Friday, June 25, 2021

The Big Lie, Con't

The Big Lie continues, and Lee Drutman of the Democracy Fund's Voter Study Group has an in-depth report on just how twisted Republican rank-and-file voters are, who continue to overwhelmingly believe the 2020 election was stolen from Donald Trump, and that increasingly dangerous measures need to be taken in order to correct that "fraud".

On January 6, 2021, a mob of pro-Trump supporters stormed the United States Capitol. The mob came directly from a Trump rally where the president had urged them to “show strength” and told them that “When you catch somebody in a fraud, you are allowed to go by very different rules.”(i)

In the months leading up to the election, Trump had repeatedly claimed that the only way Democrats could win would be through massive fraud. The pandemic shift to mailed ballots gave him and his allies a convenient target for their allegations. After the election, the president doubled down on his claims of fraud. A growing cadre of Republican elected officials and conservative media commentators followed along, pushing the Stop the Steal narrative: Democrats had somehow cheated, and Trump was the rightful winner.
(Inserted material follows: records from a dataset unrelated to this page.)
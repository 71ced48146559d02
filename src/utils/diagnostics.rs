//! Enjoy Rust-like diagnostics!

use std::collections::BTreeMap;
use std::io;

use colored::{Color, Colorize};

use crate::parse::error::SyntaxError;
use crate::scan::location::Source;

const DIAGNOSTIC_LINE_NUMBER_WIDTH: usize = 4;

/// A message attached to one source line.
#[derive(Debug, Clone)]
pub struct DiagnosticItem {
    pub line: usize,
    pub message: String,
    pub color: Option<Color>,
}

/// A renderable diagnostic: a headline, then for every referenced line an
/// excerpt of the source with the attached messages beneath it.
#[derive(Debug, Clone)]
pub struct Diagnostic {
    pre_text: String,
    items: BTreeMap<usize, Vec<DiagnosticItem>>,
}

impl Diagnostic {
    pub fn new() -> Self {
        Diagnostic {
            pre_text: String::new(),
            items: BTreeMap::new(),
        }
    }

    pub fn with_pre_text(mut self, pre_text: &str) -> Self {
        self.pre_text = pre_text.to_string();
        self
    }

    pub fn add_item(mut self, item: DiagnosticItem) -> Self {
        self.items.entry(item.line).or_default().push(item);
        self
    }

    pub fn write(&self, source: &Source, writer: &mut dyn io::Write) -> io::Result<()> {
        let spacing = " ".repeat(DIAGNOSTIC_LINE_NUMBER_WIDTH);
        let arrow = "-->".cyan().bold();
        let bar = "|".cyan().bold();
        writeln!(writer, "{}", self.pre_text)?;
        for (line, items) in &self.items {
            writeln!(writer, "{}{} {}:{}", spacing, arrow, source, line)?;
            writeln!(writer, "{} {}", spacing, bar)?;
            if let Some(text) = source.line(*line) {
                let number = format!("{:width$}", line, width = DIAGNOSTIC_LINE_NUMBER_WIDTH)
                    .cyan()
                    .bold();
                writeln!(writer, "{} {} {}", number, bar, text)?;
            }
            for item in items {
                let message = match item.color {
                    Some(color) => item.message.color(color).bold(),
                    None => item.message.normal(),
                };
                writeln!(writer, "{} {} {}", spacing, bar, message)?;
            }
            writeln!(writer, "{} {}", spacing, bar)?;
        }
        Ok(())
    }
}

impl From<&SyntaxError> for Diagnostic {
    fn from(value: &SyntaxError) -> Self {
        let pre_text = format!(
            "{}: unexpected {}",
            "error(syntax)".red().bold(),
            value.found
        );
        let message = if value.expected.len() == 1 {
            format!("expected {}", value.expected[0])
        } else {
            format!("expected one of [{}]", value.expected_list())
        };
        Diagnostic::new()
            .with_pre_text(&pre_text)
            .add_item(DiagnosticItem {
                line: value.line,
                message,
                color: Some(Color::Red),
            })
    }
}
In the months since, Republican politicians across the country have supported the narrative of a stolen election. The embrace has been especially strong in state Republican parties, and especially in states where the contest was relatively close. Republican Party officials who have argued that Biden won the 2020 election fair and square, like Georgia Republican Secretary of State Brad Raffensperger and Nevada Republican Secretary of State Barbara Cegavske, have been censured by state party committees.(ii) In Congress, House Republicans voted to remove Representative Liz Cheney from her leadership post for speaking out against the narrative of a stolen election.

The Stop the Steal movement is also driving a new wave of Republican-drafted state laws that restrict voting access — specifically targeting modes of voting favored by Democratic constituencies(iii) — and that change the ways in which elections are administered, empowering partisan state legislatures over professional election administrators and secretaries of state.(iv)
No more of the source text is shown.